Le Fonds monétaire international a durci son opinion sur la façon dont l'Argentine gère un programme de prêt de 44 milliards de dollars qui a dérapé avant le vote présidentiel clé de novembre, selon trois sources directement informées.

Le conseil d'administration du FMI s'est réuni le 30 octobre, lors d'une réunion inédite, pour assister à un exposé informel des services du Fonds sur l'Argentine, alors que le pays sud-américain lutte contre une inflation à trois chiffres et que ses réserves nettes sont dans le rouge à l'approche du scrutin présidentiel.

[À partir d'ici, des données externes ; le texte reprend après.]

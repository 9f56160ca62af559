//! CLI entry point for the resumable downloader.

use std::process::ExitCode;

use anyhow::{Context, Result};
use clap::Parser;
use futures_util::future::join_all;
use resumable_downloader::{DownloadRequest, Downloader, DownloaderConfig, ProgressNotifyStrategy};
use tracing::{debug, error, info, warn};

mod app_config;
mod cli;
mod progress;

use app_config::Settings;
use cli::Args;
use progress::ProgressBoard;

#[tokio::main]
async fn main() -> Result<ExitCode> {
    // Parse CLI arguments first (before tracing, so --help works without logs)
    let args = Args::parse();

    // Priority: RUST_LOG env var > quiet flag > verbose flag > default (info)
    let default_level = if args.quiet {
        "error"
    } else {
        match args.verbose {
            0 => "info",
            1 => "debug",
            _ => "trace",
        }
    };
    let filter = tracing_subscriber::EnvFilter::try_from_default_env()
        .unwrap_or_else(|_| tracing_subscriber::EnvFilter::new(default_level));
    tracing_subscriber::fmt()
        .with_env_filter(filter)
        .with_writer(std::io::stderr)
        .init();

    debug!(?args, "CLI arguments parsed");

    let file_config = app_config::load_default_file_config()?;
    let settings = Settings::resolve(&args, &file_config);
    debug!(?settings, "effective settings");

    let config = DownloaderConfig::builder(&settings.output_dir)
        .parallelism(settings.parallelism)
        .prefer_breakpoint(settings.prefer_breakpoint)
        .progress_notify_strategy(ProgressNotifyStrategy::when_increased_by(
            settings.progress_step,
        ))
        .build()
        .context("Invalid downloader configuration")?;
    let downloader = Downloader::new(config).context("Failed to start downloader")?;

    if args.clean_temp {
        let deleted = downloader.dir(args.subdir.as_str()).delete_temp_files();
        info!(deleted, "Removed leftover temp files");
    }

    if args.urls.is_empty() {
        if !args.clean_temp {
            info!("No URLs given. Example: resumable-dl https://example.com/file.zip");
        }
        return Ok(ExitCode::SUCCESS);
    }

    info!(
        urls = args.urls.len(),
        dir = %settings.output_dir.display(),
        "Downloader starting"
    );

    let board = ProgressBoard::new(!args.quiet);
    let downloads = args.urls.iter().map(|url| {
        let request = DownloadRequest::builder()
            .connect_timeout(settings.connect_timeout)
            .dirname(args.subdir.as_str())
            .build(url.as_str());
        downloader.download_observed(request, board.track(url))
    });
    let all = join_all(downloads);
    tokio::pin!(all);

    let results = tokio::select! {
        results = &mut all => results,
        _ = tokio::signal::ctrl_c() => {
            warn!("Interrupted, cancelling downloads");
            for url in &args.urls {
                downloader.cancel_task(url);
            }
            all.await
        }
    };

    let mut failed = 0usize;
    for (url, result) in args.urls.iter().zip(results) {
        match result {
            Ok(file) => println!("{}", file.display()),
            Err(e) => {
                failed += 1;
                error!(url = %url, error = %e, "Download failed");
            }
        }
    }

    info!(
        completed = args.urls.len() - failed,
        failed,
        "Download complete"
    );
    Ok(if failed == 0 {
        ExitCode::SUCCESS
    } else {
        ExitCode::FAILURE
    })
}
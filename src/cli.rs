//! CLI argument definitions using clap derive macros.

use std::path::PathBuf;

use clap::Parser;

/// Download files over HTTP(S) with resume support.
///
/// Files are stored under content-addressed names inside the download
/// directory; partially downloaded files can be resumed with `--breakpoint`.
#[derive(Parser, Debug)]
#[command(name = "resumable-dl")]
#[command(author, version, about)]
pub struct Args {
    /// URLs to download
    pub urls: Vec<String>,

    /// Download directory (defaults to the config file value, then ".")
    #[arg(short, long)]
    pub dir: Option<PathBuf>,

    /// Subdirectory of the download directory to store files in
    #[arg(short, long, default_value = "")]
    pub subdir: String,

    /// Maximum concurrent transfers (1-64)
    #[arg(short, long, value_parser = clap::value_parser!(u8).range(1..=64))]
    pub parallelism: Option<u8>,

    /// Resume partially downloaded files with range requests
    #[arg(short, long)]
    pub breakpoint: bool,

    /// Seconds to wait for response headers (1-3600)
    #[arg(long, value_parser = clap::value_parser!(u64).range(1..=3600))]
    pub connect_timeout: Option<u64>,

    /// Minimum percentage growth between progress updates (1-100)
    #[arg(long, value_parser = clap::value_parser!(u8).range(1..=100))]
    pub progress_step: Option<u8>,

    /// Delete leftover temp files in the target directory before downloading
    #[arg(long)]
    pub clean_temp: bool,

    /// Increase output verbosity (-v for debug, -vv for trace)
    #[arg(short, long, action = clap::ArgAction::Count)]
    pub verbose: u8,

    /// Suppress non-error output
    #[arg(short, long)]
    pub quiet: bool,
}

Au cours de la réunion, des inquiétudes ont été exprimées quant à la rapidité avec laquelle le pays a épuisé ses réserves internationales depuis la dernière révision du programme en août, a déclaré l'une des sources, qui a demandé à ne pas être nommée en raison du caractère privé des discussions.

La formulation utilisée au cours de la réunion a également reflété une position plus sévère, a ajouté la source, les membres du conseil d'administration parlant de "mauvaise gestion" du programme par le gouvernement argentin, plutôt que des termes tels que "dérapage de la politique" ou "sous-performance" utilisés précédemment.

Avec "des réserves épuisées et une monnaie surévaluée, les mesures économiques récentes ne sont pas alignées sur le programme", a ajouté une deuxième source.

La banque centrale argentine est intervenue sur le marché parallèle des devises pour "un montant considérable de 2,7 milliards de dollars au cours des trois derniers mois, alors que les pressions sur les devises se sont accrues au cours du cycle électoral", selon une note de JPMorgan. La banque a ajouté que les réserves nettes de devises étrangères négatives s'élevaient à 15,3 milliards de dollars.

Le financement du FMI a été crucial pour maintenir les finances du gouvernement argentin à flot et le fonds a donné à l'exportateur agricole souffrant d'une sécheresse historique une certaine marge de manœuvre pour remplir ses obligations au cours des derniers mois.

Dans un rapport datant du mois d'août, le FMI a déclaré que le programme de l'Argentine avait dérapé, mais a autorisé la modification de certains objectifs, tels que l'assouplissement des objectifs en matière de réserves, afin de le remettre sur la bonne voie.

La position plus dure du FMI reflète l'idée que, malgré les concessions, le programme s'éloigne de plus en plus des rails, ce qui pourrait compromettre les décaissements futurs.

Elle intervient également à un moment délicat pour le pays à court d'argent, dont la révision du programme est prévue pour le début du mois de novembre. Cette révision est une étape essentielle pour que le pays parvienne à un accord au niveau du personnel qui, une fois signé par le conseil d'administration du Fonds, déclencherait la prochaine tranche de financement.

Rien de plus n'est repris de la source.